## [GOAL OF THE EXERCISE]
Every line containing the string "source" is to be copied from the records.

DATA RECORDS below:

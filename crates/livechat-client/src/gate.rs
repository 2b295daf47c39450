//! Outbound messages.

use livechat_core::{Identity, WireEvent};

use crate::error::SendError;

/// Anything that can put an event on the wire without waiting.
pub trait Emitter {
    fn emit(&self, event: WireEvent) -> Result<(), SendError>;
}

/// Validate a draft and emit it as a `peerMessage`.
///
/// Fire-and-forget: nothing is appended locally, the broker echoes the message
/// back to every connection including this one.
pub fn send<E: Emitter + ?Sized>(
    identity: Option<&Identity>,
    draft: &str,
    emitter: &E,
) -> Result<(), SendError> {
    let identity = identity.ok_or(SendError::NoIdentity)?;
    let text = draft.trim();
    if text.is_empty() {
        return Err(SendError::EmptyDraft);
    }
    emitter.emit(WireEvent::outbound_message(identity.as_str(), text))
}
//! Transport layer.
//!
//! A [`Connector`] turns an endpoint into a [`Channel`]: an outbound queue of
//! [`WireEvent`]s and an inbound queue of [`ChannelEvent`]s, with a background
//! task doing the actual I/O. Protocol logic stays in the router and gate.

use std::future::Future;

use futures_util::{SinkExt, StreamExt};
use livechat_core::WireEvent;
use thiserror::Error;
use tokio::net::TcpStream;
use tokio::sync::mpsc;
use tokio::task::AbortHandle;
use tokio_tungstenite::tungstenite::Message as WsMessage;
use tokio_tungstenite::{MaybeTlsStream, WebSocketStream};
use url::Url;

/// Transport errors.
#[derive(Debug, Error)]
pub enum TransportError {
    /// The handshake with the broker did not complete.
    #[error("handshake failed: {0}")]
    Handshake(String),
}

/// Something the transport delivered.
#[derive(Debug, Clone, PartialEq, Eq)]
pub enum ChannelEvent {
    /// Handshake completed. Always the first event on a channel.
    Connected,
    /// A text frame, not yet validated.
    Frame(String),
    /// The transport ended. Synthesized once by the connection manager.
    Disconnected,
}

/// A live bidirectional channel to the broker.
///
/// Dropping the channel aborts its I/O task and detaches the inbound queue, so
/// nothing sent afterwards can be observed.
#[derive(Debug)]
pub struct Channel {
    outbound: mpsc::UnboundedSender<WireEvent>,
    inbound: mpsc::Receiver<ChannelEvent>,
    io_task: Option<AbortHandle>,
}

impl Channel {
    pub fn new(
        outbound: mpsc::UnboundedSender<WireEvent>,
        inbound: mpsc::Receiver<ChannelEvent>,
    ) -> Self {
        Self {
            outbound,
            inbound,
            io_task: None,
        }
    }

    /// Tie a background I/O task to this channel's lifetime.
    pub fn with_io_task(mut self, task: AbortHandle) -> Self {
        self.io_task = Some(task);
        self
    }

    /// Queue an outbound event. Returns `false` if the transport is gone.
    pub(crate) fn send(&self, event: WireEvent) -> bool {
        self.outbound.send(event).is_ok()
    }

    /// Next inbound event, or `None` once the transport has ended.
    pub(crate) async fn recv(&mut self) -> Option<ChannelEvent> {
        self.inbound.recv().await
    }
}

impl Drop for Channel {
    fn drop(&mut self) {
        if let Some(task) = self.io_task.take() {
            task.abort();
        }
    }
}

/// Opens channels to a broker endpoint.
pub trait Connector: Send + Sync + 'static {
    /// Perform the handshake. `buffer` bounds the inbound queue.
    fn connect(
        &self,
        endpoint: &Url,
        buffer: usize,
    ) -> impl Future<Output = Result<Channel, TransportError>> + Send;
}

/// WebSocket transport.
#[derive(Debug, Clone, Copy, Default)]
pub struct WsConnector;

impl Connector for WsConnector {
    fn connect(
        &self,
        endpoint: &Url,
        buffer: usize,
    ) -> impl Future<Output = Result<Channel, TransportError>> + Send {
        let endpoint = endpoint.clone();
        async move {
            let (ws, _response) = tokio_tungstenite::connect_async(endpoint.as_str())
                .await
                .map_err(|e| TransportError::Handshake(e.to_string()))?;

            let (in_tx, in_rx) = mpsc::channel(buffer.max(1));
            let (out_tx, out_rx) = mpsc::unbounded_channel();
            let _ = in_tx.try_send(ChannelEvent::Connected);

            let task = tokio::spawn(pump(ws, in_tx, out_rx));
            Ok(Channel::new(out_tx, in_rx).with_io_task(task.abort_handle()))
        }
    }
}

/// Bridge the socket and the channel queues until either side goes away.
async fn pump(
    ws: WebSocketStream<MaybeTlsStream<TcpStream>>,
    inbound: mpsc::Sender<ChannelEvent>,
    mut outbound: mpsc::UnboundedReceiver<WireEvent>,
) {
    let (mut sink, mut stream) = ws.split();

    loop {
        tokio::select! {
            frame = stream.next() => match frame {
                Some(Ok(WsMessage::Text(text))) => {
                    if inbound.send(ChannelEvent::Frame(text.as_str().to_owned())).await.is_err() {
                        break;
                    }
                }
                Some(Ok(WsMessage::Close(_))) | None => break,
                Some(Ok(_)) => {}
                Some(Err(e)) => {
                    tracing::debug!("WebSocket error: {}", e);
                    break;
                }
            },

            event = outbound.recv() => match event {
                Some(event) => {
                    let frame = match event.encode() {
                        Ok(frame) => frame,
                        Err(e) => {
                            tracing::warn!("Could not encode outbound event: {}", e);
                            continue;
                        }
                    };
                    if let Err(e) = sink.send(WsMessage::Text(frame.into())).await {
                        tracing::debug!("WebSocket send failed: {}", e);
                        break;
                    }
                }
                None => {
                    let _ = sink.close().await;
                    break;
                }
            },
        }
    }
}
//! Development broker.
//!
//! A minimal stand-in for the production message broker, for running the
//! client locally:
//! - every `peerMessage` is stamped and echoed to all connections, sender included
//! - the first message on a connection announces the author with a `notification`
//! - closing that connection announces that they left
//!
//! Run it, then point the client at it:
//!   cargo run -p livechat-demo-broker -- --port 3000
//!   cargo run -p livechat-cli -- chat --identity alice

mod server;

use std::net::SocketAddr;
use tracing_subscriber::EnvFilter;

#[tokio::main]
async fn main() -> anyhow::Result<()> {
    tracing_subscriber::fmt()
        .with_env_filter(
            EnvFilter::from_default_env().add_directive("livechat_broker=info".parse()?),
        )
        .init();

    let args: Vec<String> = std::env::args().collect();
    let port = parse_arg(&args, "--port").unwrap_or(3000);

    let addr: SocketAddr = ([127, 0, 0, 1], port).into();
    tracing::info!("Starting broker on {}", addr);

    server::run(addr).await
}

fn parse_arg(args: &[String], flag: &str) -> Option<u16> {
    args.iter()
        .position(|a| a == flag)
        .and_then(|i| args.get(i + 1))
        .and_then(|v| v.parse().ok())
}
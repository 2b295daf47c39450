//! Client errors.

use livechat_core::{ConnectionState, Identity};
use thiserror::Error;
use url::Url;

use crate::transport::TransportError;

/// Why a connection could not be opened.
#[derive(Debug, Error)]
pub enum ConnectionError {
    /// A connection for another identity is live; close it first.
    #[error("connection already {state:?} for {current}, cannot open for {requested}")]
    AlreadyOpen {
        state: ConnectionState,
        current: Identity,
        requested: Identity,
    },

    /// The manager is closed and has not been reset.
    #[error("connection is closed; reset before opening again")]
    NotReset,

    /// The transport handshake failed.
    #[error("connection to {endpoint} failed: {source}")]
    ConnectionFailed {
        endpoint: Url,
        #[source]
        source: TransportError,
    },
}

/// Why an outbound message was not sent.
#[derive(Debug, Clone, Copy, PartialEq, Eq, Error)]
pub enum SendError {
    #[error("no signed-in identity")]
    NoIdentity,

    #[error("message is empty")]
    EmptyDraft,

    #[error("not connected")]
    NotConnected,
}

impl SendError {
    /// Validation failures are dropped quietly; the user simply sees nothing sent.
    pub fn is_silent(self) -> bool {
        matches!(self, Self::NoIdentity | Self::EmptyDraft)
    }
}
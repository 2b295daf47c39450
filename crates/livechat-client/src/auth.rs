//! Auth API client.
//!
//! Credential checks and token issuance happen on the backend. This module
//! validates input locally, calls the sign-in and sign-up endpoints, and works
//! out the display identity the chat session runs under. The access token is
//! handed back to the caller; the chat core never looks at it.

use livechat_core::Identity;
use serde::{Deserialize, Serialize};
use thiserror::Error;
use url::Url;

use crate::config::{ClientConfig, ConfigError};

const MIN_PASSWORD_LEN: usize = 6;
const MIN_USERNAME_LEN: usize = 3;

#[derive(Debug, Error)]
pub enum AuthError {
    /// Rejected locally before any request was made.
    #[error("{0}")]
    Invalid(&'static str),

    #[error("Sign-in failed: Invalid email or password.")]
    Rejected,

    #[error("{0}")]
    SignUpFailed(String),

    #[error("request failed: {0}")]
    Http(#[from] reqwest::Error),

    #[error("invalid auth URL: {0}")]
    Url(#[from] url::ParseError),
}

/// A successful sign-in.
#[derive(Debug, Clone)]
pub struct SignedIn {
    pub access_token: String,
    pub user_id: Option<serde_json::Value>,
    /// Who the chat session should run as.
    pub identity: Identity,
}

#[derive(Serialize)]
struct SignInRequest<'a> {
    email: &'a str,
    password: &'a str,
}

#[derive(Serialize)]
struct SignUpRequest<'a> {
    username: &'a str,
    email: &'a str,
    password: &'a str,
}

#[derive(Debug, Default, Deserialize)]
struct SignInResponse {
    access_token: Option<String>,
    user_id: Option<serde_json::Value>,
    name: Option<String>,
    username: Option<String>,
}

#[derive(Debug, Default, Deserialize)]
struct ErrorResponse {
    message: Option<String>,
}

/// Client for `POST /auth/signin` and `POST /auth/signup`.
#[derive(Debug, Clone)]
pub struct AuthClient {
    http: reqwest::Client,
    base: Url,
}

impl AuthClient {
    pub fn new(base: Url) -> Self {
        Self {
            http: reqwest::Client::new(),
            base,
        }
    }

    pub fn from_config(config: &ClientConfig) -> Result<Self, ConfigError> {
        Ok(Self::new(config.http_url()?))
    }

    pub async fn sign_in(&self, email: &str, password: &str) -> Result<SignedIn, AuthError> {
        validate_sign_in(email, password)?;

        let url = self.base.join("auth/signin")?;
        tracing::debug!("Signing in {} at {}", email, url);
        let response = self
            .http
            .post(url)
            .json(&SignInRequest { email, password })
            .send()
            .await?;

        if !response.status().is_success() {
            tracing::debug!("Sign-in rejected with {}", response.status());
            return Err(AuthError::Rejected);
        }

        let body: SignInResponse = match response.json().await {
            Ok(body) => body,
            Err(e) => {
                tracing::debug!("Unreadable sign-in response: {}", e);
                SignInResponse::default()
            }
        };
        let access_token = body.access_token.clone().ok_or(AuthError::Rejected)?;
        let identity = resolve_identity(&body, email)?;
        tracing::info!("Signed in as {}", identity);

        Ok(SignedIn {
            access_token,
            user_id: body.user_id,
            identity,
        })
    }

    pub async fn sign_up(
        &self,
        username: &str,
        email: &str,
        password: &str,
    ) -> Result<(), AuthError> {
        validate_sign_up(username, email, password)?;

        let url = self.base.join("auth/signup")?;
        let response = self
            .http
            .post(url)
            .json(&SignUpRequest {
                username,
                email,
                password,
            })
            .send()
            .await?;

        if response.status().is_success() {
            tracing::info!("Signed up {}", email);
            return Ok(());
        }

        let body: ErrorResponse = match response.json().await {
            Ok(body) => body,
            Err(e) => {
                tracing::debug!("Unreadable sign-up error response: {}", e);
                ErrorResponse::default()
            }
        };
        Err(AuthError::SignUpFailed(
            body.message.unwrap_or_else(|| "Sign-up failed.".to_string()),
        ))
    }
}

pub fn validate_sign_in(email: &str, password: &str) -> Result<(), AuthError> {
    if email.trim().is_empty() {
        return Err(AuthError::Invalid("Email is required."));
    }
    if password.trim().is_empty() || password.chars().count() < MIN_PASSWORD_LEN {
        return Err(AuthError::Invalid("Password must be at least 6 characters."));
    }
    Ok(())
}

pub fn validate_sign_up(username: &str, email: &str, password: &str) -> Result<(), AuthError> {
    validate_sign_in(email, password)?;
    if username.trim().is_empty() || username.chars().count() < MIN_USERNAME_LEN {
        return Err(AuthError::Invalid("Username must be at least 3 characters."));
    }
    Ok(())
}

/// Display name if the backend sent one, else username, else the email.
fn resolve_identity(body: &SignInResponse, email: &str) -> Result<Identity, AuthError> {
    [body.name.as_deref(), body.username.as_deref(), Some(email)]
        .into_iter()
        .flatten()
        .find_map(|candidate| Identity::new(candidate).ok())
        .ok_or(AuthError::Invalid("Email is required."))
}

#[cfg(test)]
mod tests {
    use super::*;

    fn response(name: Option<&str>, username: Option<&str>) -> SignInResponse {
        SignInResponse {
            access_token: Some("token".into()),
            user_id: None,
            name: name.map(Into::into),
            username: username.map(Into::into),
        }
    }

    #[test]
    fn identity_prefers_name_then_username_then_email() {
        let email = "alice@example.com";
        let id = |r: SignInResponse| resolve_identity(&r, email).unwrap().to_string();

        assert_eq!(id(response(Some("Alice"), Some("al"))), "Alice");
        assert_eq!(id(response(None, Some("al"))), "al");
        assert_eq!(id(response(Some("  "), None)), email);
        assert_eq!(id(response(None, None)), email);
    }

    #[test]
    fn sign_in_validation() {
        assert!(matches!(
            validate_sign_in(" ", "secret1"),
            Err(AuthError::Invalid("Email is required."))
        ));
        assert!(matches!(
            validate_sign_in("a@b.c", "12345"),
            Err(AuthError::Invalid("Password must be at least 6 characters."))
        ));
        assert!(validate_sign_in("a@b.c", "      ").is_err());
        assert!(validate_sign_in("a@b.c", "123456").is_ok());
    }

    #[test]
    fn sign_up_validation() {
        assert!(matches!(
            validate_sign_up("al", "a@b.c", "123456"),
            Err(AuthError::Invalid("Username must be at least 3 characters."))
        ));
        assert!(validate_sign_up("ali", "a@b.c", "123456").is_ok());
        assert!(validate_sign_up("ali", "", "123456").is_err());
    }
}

End of DATA RECORDS.

## [THE ANSWER]
    #[error("connection to {endpoint} failed: {source}")]
        #[source]
        source: TransportError,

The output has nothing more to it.